Hydras resemble tiny, delicate, elongated sea anemones. They have a columnar or trunklike body, which is structurally a bag (with the mouth at the top). The mouth is rimmed with several long tentacles. Hydra bodies are only two cell layers thick. A sticky secretion at the “foot” enables hydras to cling to a surface.
Hydras can glide slowly on their foot, or they can bend over and turn slow-motion somersaults.
Colors vary with species; they can be gray, brown, tan, cream-colored, green, orange, whitish, pinkish, or “clear.”
Some species include the brown hydra (Hydra oligactis), the green hydra (Hydra viridissima), and the freshwater polyp (Hydra vulgaris).
Length: stretched out fully, most are about ½ to 2 inches; when contracted, only the size of a speck.

Statewide.
Habitat and Conservation
Hydras can be found in virtually every kind of aquatic habitat, though they are most common in fairly quiet waters such as sunlit pools, where they attach to submerged vegetation and other objects, stretch out their tentacles, and “hunt.”
They can occasionally grow to large numbers, and when this happens in fish hatcheries, they can be a serious threat to newly hatched fry.
Food
Hydras wave their tentacles slowly in the water. When food touches a tentacle, special stinging cells discharge to help subdue the prey. The tentacles draw the food into the hydra’s mouth.
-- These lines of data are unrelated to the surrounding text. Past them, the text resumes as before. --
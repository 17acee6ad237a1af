// Copyright (c) Microsoft Corporation.
// Licensed under the MIT License.

//! Synthesis of schema types from field name to definition mappings.

use crate::config::Config;
use crate::error::SchemaError;
use crate::resolve::{resolve_field, FieldDefinition, ResolveContext};
use crate::schema::registry::validate_name;
use crate::schema::{FieldValidator, SchemaDefinition, SchemaType};
use crate::*;

use std::collections::BTreeSet;

use data_encoding::HEXLOWER;
use indexmap::IndexMap;
use sha2::{Digest, Sha256};

/// What to do when a field name is declared more than once.
#[derive(Debug, Clone, Copy, Default, PartialEq, Eq)]
pub enum Collision {
    /// Fail with [`SchemaError::DuplicateField`].
    #[default]
    Reject,
    /// Keep the last definition, at the position of the first.
    LastWins,
}

/// Name given to a schema synthesized without an explicit one.
///
/// The name depends only on the set of field names: `Interface_` followed by
/// the first 8 hex digits of the SHA-256 of the sorted names joined by `_`.
pub fn generated_name<'a>(field_names: impl IntoIterator<Item = &'a str>) -> Rc<str> {
    let mut names: Vec<&str> = field_names.into_iter().collect();
    names.sort_unstable();
    let digest = Sha256::digest(names.join("_").as_bytes());
    let hex = HEXLOWER.encode(&digest);
    format!("Interface_{}", &hex[..8]).into()
}

/// Builder for a schema type.
///
/// ```text
/// let user = Interface::new()
///     .field("id", integer().positive())
///     .field("name", string().min(1))
///     .config(Config::new().frozen(true))
///     .build()?;
/// ```
#[derive(Clone, Default)]
pub struct Interface {
    pub(crate) fields: Vec<(Rc<str>, FieldDefinition)>,
    pub(crate) name: Option<Rc<str>>,
    pub(crate) config: Config,
    pub(crate) validators: IndexMap<Rc<str>, Vec<FieldValidator>>,
    pub(crate) base: Option<SchemaType>,
    pub(crate) doc: Option<Rc<str>>,
    pub(crate) allow_empty: bool,
    pub(crate) collision: Collision,
}

impl fmt::Debug for Interface {
    fn fmt(&self, f: &mut fmt::Formatter<'_>) -> fmt::Result {
        f.debug_struct("Interface")
            .field("fields", &self.fields)
            .field("name", &self.name)
            .field("config", &self.config)
            .field("validators", &self.validators.keys().collect::<Vec<_>>())
            .field("base", &self.base)
            .field("doc", &self.doc)
            .field("allow_empty", &self.allow_empty)
            .field("collision", &self.collision)
            .finish()
    }
}

impl Interface {
    pub fn new() -> Self {
        Self::default()
    }

    pub fn field(mut self, name: &str, definition: impl Into<FieldDefinition>) -> Self {
        self.fields.push((name.into(), definition.into()));
        self
    }

    pub fn fields<I, N, D>(mut self, fields: I) -> Self
    where
        I: IntoIterator<Item = (N, D)>,
        N: AsRef<str>,
        D: Into<FieldDefinition>,
    {
        self.fields.extend(
            fields
                .into_iter()
                .map(|(name, definition)| (Rc::from(name.as_ref()), definition.into())),
        );
        self
    }

    /// Explicit name. It must not be blank.
    pub fn name(mut self, name: &str) -> Self {
        self.name = Some(name.into());
        self
    }

    pub fn config(mut self, config: Config) -> Self {
        self.config = config;
        self
    }

    /// Custom validator for `field`. It runs after the field validated and
    /// may replace the stored value.
    pub fn validator<F>(mut self, field: &str, validator: F) -> Self
    where
        F: Fn(&Value) -> Result<Value, std::string::String> + Send + Sync + 'static,
    {
        self.validators
            .entry(field.into())
            .or_default()
            .push(Rc::new(validator));
        self
    }

    /// Validator that keeps the value when `predicate` holds and fails with
    /// `message`, or with a generic message naming the field, otherwise.
    pub fn check<F>(self, field: &str, predicate: F, message: Option<&str>) -> Self
    where
        F: Fn(&Value) -> bool + Send + Sync + 'static,
    {
        let name = field.to_string();
        let message = message.map(str::to_string);
        self.validator(field, move |v| {
            if predicate(v) {
                return Ok(v.clone());
            }
            Err(match &message {
                Some(m) => m.clone(),
                None => format!(
                    "Validation failed for field '{name}'. Received value: {}",
                    abbreviated(v)
                ),
            })
        })
    }

    /// Parent schema. Its fields come first and its config fills in the
    /// options this schema leaves unset.
    pub fn base(mut self, base: &SchemaType) -> Self {
        self.base = Some(base.clone());
        self
    }

    pub fn doc(mut self, doc: &str) -> Self {
        self.doc = Some(doc.into());
        self
    }

    /// Accept a schema without fields.
    pub fn allow_empty(mut self) -> Self {
        self.allow_empty = true;
        self
    }

    pub fn on_collision(mut self, collision: Collision) -> Self {
        self.collision = collision;
        self
    }

    /// Resolves every field and synthesizes the schema type.
    pub fn build(self) -> Result<SchemaType, SchemaError> {
        let name = match &self.name {
            Some(name) => {
                validate_name(name)?;
                name.clone()
            }
            None => generated_name(self.fields.iter().map(|(n, _)| n.as_ref())),
        };

        let base_fields = self.base.as_ref().map_or(0, |b| b.fields().len());
        if self.fields.is_empty() && base_fields == 0 && !self.allow_empty {
            return Err(SchemaError::EmptyDefinition(name));
        }

        let mut fields = IndexMap::new();
        let mut validators: IndexMap<Rc<str>, Vec<FieldValidator>> = IndexMap::new();
        let mut config = self.config.clone();
        if let Some(base) = &self.base {
            fields.extend(base.fields().iter().map(|(k, f)| (k.clone(), f.clone())));
            validators.extend(base.validators().iter().map(|(k, v)| (k.clone(), v.clone())));
            config = config.merged_over(base.config());
        }

        let mut declared = BTreeSet::new();
        for (field_name, definition) in &self.fields {
            if !declared.insert(field_name.clone()) && self.collision == Collision::Reject {
                return Err(SchemaError::DuplicateField(field_name.clone()));
            }
            let ctx = ResolveContext {
                schema: &name,
                field: field_name,
            };
            let field = resolve_field(definition, &ctx)?;
            // A redeclared base field drops the base's validators for it.
            if fields.insert(field_name.clone(), field).is_some() {
                validators.shift_remove(field_name);
            }
        }

        for (field_name, own) in self.validators {
            validators.entry(field_name).or_default().extend(own);
        }

        SchemaType::synthesize(SchemaDefinition {
            name,
            fields,
            config,
            parent: self.base,
            doc: self.doc,
            validators,
        })
    }
}

/// Synthesizes a schema type from `(name, definition)` pairs with default
/// options.
pub fn interface<I, N, D>(fields: I) -> Result<SchemaType, SchemaError>
where
    I: IntoIterator<Item = (N, D)>,
    N: AsRef<str>,
    D: Into<FieldDefinition>,
{
    Interface::new().fields(fields).build()
}

/// Builds a `Vec` of `(name, FieldDefinition)` pairs from differently typed
/// definitions.
///
/// ```text
/// let user = interface(fields! {
///     "id" => integer().positive(),
///     "name" => string().min(1),
/// })?;
/// ```
#[macro_export]
macro_rules! fields {
    ($($name:expr => $definition:expr),* $(,)?) => {
        vec![$(($name, $crate::FieldDefinition::from($definition))),*]
    };
}

fn abbreviated(value: &Value) -> std::string::String {
    let text = value.to_string();
    if text.chars().count() > 50 {
        let head: std::string::String = text.chars().take(47).collect();
        format!("{head}...")
    } else {
        text
    }
}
Any tiny animal is fair game, including worms, small crustaceans, newly hatched fish fry, young insects, and larval mollusks.
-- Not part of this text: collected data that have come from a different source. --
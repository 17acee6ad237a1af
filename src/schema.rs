// Copyright (c) Microsoft Corporation.
// Licensed under the MIT License.

#![allow(clippy::pattern_type_mismatch)]

//! Resolved schema descriptions and the engine that validates data against them.
//!
//! Builders describe a field; resolution turns each description into a [`Field`]:
//! a [`Type`] plus the constraints, metadata and hooks that apply to it. A
//! [`SchemaType`] is an ordered set of named fields together with its
//! [`Config`](crate::Config), optional parent and custom validators.
//!
//! Container types hold resolved child fields rather than bare types so that
//! constraints on items (`array(string().min(2))`) survive resolution:
//!
//! ```text
//! Array(Field { ty: String, constraints: { min_length: 2 } })
//! ```
//!
//! Nested records are held by handle (`Type::Model`). A record that refers to
//! itself does so by name (`Type::Ref`), which the validator resolves against the
//! enclosing records first and the schema registry second.

use crate::config::Config;
use crate::constraints::{ConstraintSet, Metadata};
use crate::error::SchemaError;
use crate::hooks::Hooks;
use crate::schema::error::ValidationErrors;
use crate::schema::instance::Instance;
use crate::*;

use indexmap::IndexMap;

pub mod error;
pub mod instance;
mod json_schema;
pub mod registry;
pub(crate) mod validate;

/// Custom per field validator. It receives the validated value and returns the
/// value to store, or a message describing the failure.
pub type FieldValidator =
    Rc<dyn Fn(&Value) -> Result<Value, std::string::String> + Send + Sync + 'static>;

/// A named, closed set of members, each mapped to a value.
#[derive(Debug, Clone, PartialEq)]
pub struct EnumType {
    name: Rc<str>,
    members: Rc<IndexMap<Rc<str>, Value>>,
}

impl EnumType {
    pub fn new<N, I, K, V>(name: N, members: I) -> Self
    where
        N: Into<Rc<str>>,
        I: IntoIterator<Item = (K, V)>,
        K: Into<Rc<str>>,
        V: Into<Value>,
    {
        Self {
            name: name.into(),
            members: Rc::new(
                members
                    .into_iter()
                    .map(|(k, v)| (k.into(), v.into()))
                    .collect(),
            ),
        }
    }

    pub fn name(&self) -> &str {
        &self.name
    }

    pub fn members(&self) -> &IndexMap<Rc<str>, Value> {
        &self.members
    }

    pub fn values(&self) -> impl Iterator<Item = &Value> {
        self.members.values()
    }

    /// Member matching `value`, by member value first and then by member name.
    pub fn lookup(&self, value: &Value, by_name: bool) -> Option<(&Rc<str>, &Value)> {
        if let Some(found) = self.members.iter().find(|(_, v)| *v == value) {
            return Some(found);
        }
        match value {
            Value::String(s) if by_name => self.members.get_key_value(s.as_ref()),
            _ => None,
        }
    }
}

/// Type descriptor of a resolved field.
#[derive(Debug, Clone, PartialEq)]
pub enum Type {
    Any,
    Null,
    Boolean,
    Integer,
    Number,
    Decimal,
    String,
    Bytes,
    Uuid,
    DateTime,
    Date,
    Time,
    Array(Rc<Field>),
    Set(Rc<Field>),
    Tuple(Rc<Vec<Field>>),
    Record { key: Rc<Field>, value: Rc<Field> },
    Union(Rc<Vec<Field>>),
    Literal(Rc<Vec<Value>>),
    Enum(EnumType),
    Optional(Rc<Field>),
    Model(SchemaType),
    Ref(Rc<str>),
}

impl Type {
    /// Short human readable name used in error reports.
    pub fn describe(&self) -> std::string::String {
        match self {
            Type::Any => "any".to_string(),
            Type::Null => "null".to_string(),
            Type::Boolean => "boolean".to_string(),
            Type::Integer => "integer".to_string(),
            Type::Number => "number".to_string(),
            Type::Decimal => "decimal".to_string(),
            Type::String => "string".to_string(),
            Type::Bytes => "bytes".to_string(),
            Type::Uuid => "uuid".to_string(),
            Type::DateTime => "datetime".to_string(),
            Type::Date => "date".to_string(),
            Type::Time => "time".to_string(),
            Type::Array(item) => format!("array[{}]", item.ty.describe()),
            Type::Set(item) => format!("set[{}]", item.ty.describe()),
            Type::Tuple(items) => format!(
                "tuple[{}]",
                items
                    .iter()
                    .map(|f| f.ty.describe())
                    .collect::<Vec<_>>()
                    .join(", ")
            ),
            Type::Record { key, value } => {
                format!("record[{}, {}]", key.ty.describe(), value.ty.describe())
            }
            Type::Union(members) => members
                .iter()
                .map(|f| f.ty.describe())
                .collect::<Vec<_>>()
                .join(" | "),
            Type::Literal(_) => "literal".to_string(),
            Type::Enum(e) => e.name().to_string(),
            Type::Optional(inner) => format!("optional[{}]", inner.ty.describe()),
            Type::Model(schema) => schema.name().to_string(),
            Type::Ref(name) => name.to_string(),
        }
    }

    pub fn is_optional(&self) -> bool {
        matches!(self, Type::Optional(_))
    }
}

/// A resolved field: its type, content constraints, metadata and hooks.
#[derive(Debug, Clone, PartialEq)]
pub struct Field {
    pub ty: Type,
    pub constraints: ConstraintSet,
    pub meta: Metadata,
    pub hooks: Hooks,
}

impl Field {
    pub fn new(ty: Type) -> Self {
        Self {
            ty,
            constraints: ConstraintSet::default(),
            meta: Metadata::default(),
            hooks: Hooks::default(),
        }
    }

    pub fn with_meta(mut self, meta: Metadata) -> Self {
        self.meta = meta;
        self
    }

    pub fn with_default(mut self, default: impl Into<Value>) -> Self {
        self.meta.default = Some(default.into());
        self
    }

    pub fn is_required(&self) -> bool {
        self.meta.is_required()
    }

    pub fn default_value(&self) -> Option<&Value> {
        self.meta.default.as_ref()
    }

    pub fn alias(&self) -> Option<&str> {
        self.meta.alias.as_deref()
    }
}

/// Everything the engine needs to produce a [`SchemaType`].
#[derive(Clone)]
pub struct SchemaDefinition {
    pub name: Rc<str>,
    pub fields: IndexMap<Rc<str>, Field>,
    pub config: Config,
    pub parent: Option<SchemaType>,
    pub doc: Option<Rc<str>>,
    pub validators: IndexMap<Rc<str>, Vec<FieldValidator>>,
}

impl fmt::Debug for SchemaDefinition {
    fn fmt(&self, f: &mut fmt::Formatter<'_>) -> fmt::Result {
        f.debug_struct("SchemaDefinition")
            .field("name", &self.name)
            .field("fields", &self.fields)
            .field("config", &self.config)
            .field("parent", &self.parent.as_ref().map(|p| p.name().clone()))
            .field("doc", &self.doc)
            .field("validators", &self.validators.keys().collect::<Vec<_>>())
            .finish()
    }
}

/// A synthesized, immutable schema type.
///
/// Cloning is cheap and shares the definition. Two handles are equal only if they
/// come from the same synthesis; the name is a readable hint, not an identity.
#[derive(Clone)]
pub struct SchemaType(Rc<SchemaDefinition>);

impl SchemaType {
    /// Checks the definition and produces a schema type, interning it by name.
    pub fn synthesize(definition: SchemaDefinition) -> Result<SchemaType, SchemaError> {
        for (name, field) in &definition.fields {
            check_patterns(name, field)?;
        }
        for field in definition.validators.keys() {
            if !definition.fields.contains_key(field) {
                return Err(SchemaError::UnknownValidator {
                    field: field.clone(),
                    schema: definition.name.clone(),
                });
            }
        }

        let schema = SchemaType(Rc::new(definition));
        registry::schemas::intern(schema.clone());
        log::debug!(
            "synthesized schema {} with fields [{}]",
            schema.name(),
            schema.field_names().join(", ")
        );
        Ok(schema)
    }

    pub fn name(&self) -> &Rc<str> {
        &self.0.name
    }

    pub fn fields(&self) -> &IndexMap<Rc<str>, Field> {
        &self.0.fields
    }

    pub fn field(&self, name: &str) -> Option<&Field> {
        self.0.fields.get(name)
    }

    pub fn field_names(&self) -> Vec<&str> {
        self.0.fields.keys().map(|k| k.as_ref()).collect()
    }

    pub fn config(&self) -> &Config {
        &self.0.config
    }

    pub fn parent(&self) -> Option<&SchemaType> {
        self.0.parent.as_ref()
    }

    pub fn doc(&self) -> Option<&str> {
        self.0.doc.as_deref()
    }

    pub fn validators(&self) -> &IndexMap<Rc<str>, Vec<FieldValidator>> {
        &self.0.validators
    }

    pub fn definition(&self) -> &SchemaDefinition {
        &self.0
    }

    /// Whether `ancestor` is this schema or appears in its parent chain.
    pub fn is_derived_from(&self, ancestor: &SchemaType) -> bool {
        let mut current = Some(self);
        while let Some(schema) = current {
            if schema == ancestor {
                return true;
            }
            current = schema.parent();
        }
        false
    }

    /// Validates and coerces `data`, reporting every violation on failure.
    pub fn validate(&self, data: &Value) -> Result<Instance, ValidationErrors> {
        validate::SchemaValidator::validate_instance(self, data)
    }

    pub fn validate_json_str(&self, json: &str) -> anyhow::Result<Instance> {
        let data = Value::from_json_str(json)?;
        Ok(self.validate(&data)?)
    }

    #[cfg(feature = "yaml")]
    pub fn validate_yaml_str(&self, yaml: &str) -> anyhow::Result<Instance> {
        let data = Value::from_yaml_str(yaml)?;
        Ok(self.validate(&data)?)
    }

    /// Machine readable JSON Schema description of the type graph.
    pub fn json_schema(&self) -> serde_json::Value {
        json_schema::generate(self)
    }
}

impl PartialEq for SchemaType {
    fn eq(&self, other: &Self) -> bool {
        Rc::ptr_eq(&self.0, &other.0)
    }
}

impl fmt::Debug for SchemaType {
    fn fmt(&self, f: &mut fmt::Formatter<'_>) -> fmt::Result {
        write!(f, "SchemaType({})", self.name())
    }
}

impl fmt::Display for SchemaType {
    fn fmt(&self, f: &mut fmt::Formatter<'_>) -> fmt::Result {
        f.write_str(self.name())
    }
}

fn check_patterns(field_name: &Rc<str>, field: &Field) -> Result<(), SchemaError> {
    if let Some(pattern) = field.constraints.pattern() {
        validate::compiled_pattern(pattern).map_err(|e| SchemaError::InvalidPattern {
            field: field_name.clone(),
            pattern: pattern.clone(),
            error: e.to_string().into(),
        })?;
    }

    match &field.ty {
        Type::Array(item) | Type::Set(item) | Type::Optional(item) => {
            check_patterns(field_name, item)
        }
        Type::Tuple(items) | Type::Union(items) => items
            .iter()
            .try_for_each(|item| check_patterns(field_name, item)),
        Type::Record { key, value } => {
            check_patterns(field_name, key)?;
            check_patterns(field_name, value)
        }
        _ => Ok(()),
    }
}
One species, the green hydra (Hydra viridissima), like the saltwater corals and anemones, holds symbiotic algae in its tissues and derives nutrients from the algae.
Life Cycle
Hydras usually reproduce asexually by budding — a new hydra starts as a “bud” forming on the side of a larger hydra’s body; it grows and eventually breaks away as a genetic clone of the original.
Some species reproduce sexually, releasing sperm into the water that can reach eggs on another hydra. The eggs form a tough coating and can survive drought and freezing. Sexual reproduction usually only happens in harsh environmental conditions or right before winter.
Human Connections
The name of genus Hydra comes from Greek mythology, where the Hydra, a many-headed creature, was defeated by the hero Heracles. In the myth, the beast was able to regenerate a severed body part. Members of genus Hydra actually do have the ability to regenerate injured or severed tissues.
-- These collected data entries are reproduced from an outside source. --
// Copyright (c) Microsoft Corporation.
// Licensed under the MIT License.

use crate::schema::error::ValidationErrors;
use crate::schema::validate::SchemaValidator;
use crate::schema::SchemaType;
use crate::*;

use anyhow::Result;
use indexmap::IndexMap;
use serde::de::DeserializeOwned;
use serde::ser::{SerializeMap, Serializer};
use serde::Serialize;

type String = Rc<str>;

/// Errors raised when assigning to a field of an [`Instance`].
#[derive(Debug, Clone, PartialEq, Eq, thiserror::Error)]
pub enum AssignmentError {
    #[error("Instance of '{schema}' is frozen; cannot assign field '{field}'")]
    Frozen { schema: String, field: String },
    #[error("Field '{field}' not found in model '{schema}'")]
    UnknownField { schema: String, field: String },
    #[error(transparent)]
    Invalid(#[from] ValidationErrors),
}

/// A validated record of a [`SchemaType`].
///
/// Field values are kept in declaration order followed by any extra keys the
/// schema allowed. Nested records are stored as plain objects.
#[derive(Debug, Clone, PartialEq)]
pub struct Instance {
    schema: SchemaType,
    values: IndexMap<String, Value>,
    extra: IndexMap<String, Value>,
}

impl Instance {
    pub(crate) fn new(
        schema: SchemaType,
        values: IndexMap<String, Value>,
        extra: IndexMap<String, Value>,
    ) -> Self {
        Self {
            schema,
            values,
            extra,
        }
    }

    pub fn schema(&self) -> &SchemaType {
        &self.schema
    }

    /// Value of a declared field or of an allowed extra key.
    pub fn get(&self, name: &str) -> Option<&Value> {
        self.values.get(name).or_else(|| self.extra.get(name))
    }

    pub fn values(&self) -> &IndexMap<String, Value> {
        &self.values
    }

    pub fn extra(&self) -> &IndexMap<String, Value> {
        &self.extra
    }

    /// Assigns a declared field.
    ///
    /// Frozen schemas reject every assignment. When the schema validates
    /// assignments the value goes through the field's full validation first.
    pub fn set(&mut self, name: &str, value: impl Into<Value>) -> Result<(), AssignmentError> {
        let config = self.schema.config();
        if config.is_frozen() {
            return Err(AssignmentError::Frozen {
                schema: self.schema.name().clone(),
                field: name.into(),
            });
        }

        let Some((key, field)) = self.schema.fields().get_key_value(name) else {
            return Err(AssignmentError::UnknownField {
                schema: self.schema.name().clone(),
                field: name.into(),
            });
        };

        let value = value.into();
        let value = if config.validates_assignment() {
            SchemaValidator::validate_assignment(&self.schema, name, field, &value)?
        } else {
            value
        };
        self.values.insert(key.clone(), value);
        Ok(())
    }

    /// Plain keyed structure using field names.
    pub fn to_value(&self) -> Value {
        Value::object(
            self.values
                .iter()
                .chain(self.extra.iter())
                .map(|(k, v)| (k.clone(), v.clone())),
        )
    }

    /// Plain keyed structure using field aliases where declared.
    pub fn to_value_by_alias(&self) -> Value {
        Value::object(
            self.entries(true)
                .map(|(k, v)| (String::from(k), v.clone())),
        )
    }

    pub fn to_json_str(&self) -> Result<std::string::String> {
        Ok(serde_json::to_string(self)?)
    }

    pub fn to_json_str_pretty(&self) -> Result<std::string::String> {
        Ok(serde_json::to_string_pretty(self)?)
    }

    pub fn to_json_str_by_alias(&self) -> Result<std::string::String> {
        Ok(serde_json::to_string(&ByAlias(self))?)
    }

    #[cfg(feature = "yaml")]
    pub fn to_yaml_str(&self) -> Result<std::string::String> {
        Ok(serde_yaml::to_string(self)?)
    }

    /// Maps the instance onto a caller defined serde type.
    pub fn deserialize<T: DeserializeOwned>(&self) -> Result<T> {
        let json = serde_json::to_value(self)?;
        Ok(serde_json::from_value(json)?)
    }

    fn entries(&self, by_alias: bool) -> impl Iterator<Item = (&str, &Value)> {
        let fields = self.values.iter().map(move |(name, v)| {
            let key = match self.schema.field(name).and_then(|f| f.alias()) {
                Some(alias) if by_alias => alias,
                _ => name.as_ref(),
            };
            (key, v)
        });
        fields.chain(self.extra.iter().map(|(k, v)| (k.as_ref(), v)))
    }

    fn serialize_entries<S>(&self, serializer: S, by_alias: bool) -> Result<S::Ok, S::Error>
    where
        S: Serializer,
    {
        let mut map = serializer.serialize_map(Some(self.values.len() + self.extra.len()))?;
        for (k, v) in self.entries(by_alias) {
            map.serialize_entry(k, v)?;
        }
        map.end()
    }
}

impl Serialize for Instance {
    fn serialize<S>(&self, serializer: S) -> core::result::Result<S::Ok, S::Error>
    where
        S: Serializer,
    {
        self.serialize_entries(serializer, false)
    }
}

struct ByAlias<'a>(&'a Instance);

impl Serialize for ByAlias<'_> {
    fn serialize<S>(&self, serializer: S) -> core::result::Result<S::Ok, S::Error>
    where
        S: Serializer,
    {
        self.0.serialize_entries(serializer, true)
    }
}

impl fmt::Display for Instance {
    fn fmt(&self, f: &mut fmt::Formatter<'_>) -> fmt::Result {
        write!(f, "{}(", self.schema.name())?;
        for (i, (k, v)) in self.entries(false).enumerate() {
            if i > 0 {
                f.write_str(", ")?;
            }
            write!(f, "{k}={v}")?;
        }
        f.write_str(")")
    }
}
Hydras, though very small, can live in aquariums if they have access to the small worms, water fleas, and miniature, planktonic prey they need. Many fish will eat hydras, if they can see them. In most cases, hydras show up in aquariums as a surprise, having been introduced on live plants or water from another tank. They are tiny, but they may become more numerous and noticeable if you have been feeding baby brine shrimp to small fish, and inadvertently feeding the hydras as well.
Ecosystem Connections
Most of us know that ecosystems are based on the tiny plants and animals that form the base of food webs. Hydras form an important link between the tiny animals they eat, and their own predators — fish, crayfish, and aquatic insects.
Hydras have several amazing adaptions for survival in their environment. Researchers have been studying hydras' genetics and capacity for self-renewal, and some have described these "simple" animals as never aging and essentially immortal. For example, a hydra that is cut in half can regenerate the parts that were cut away, meaning that the mouth and tentacles can regrow a new foot, and the section with just the foot can regrow a new mouth and tentacles.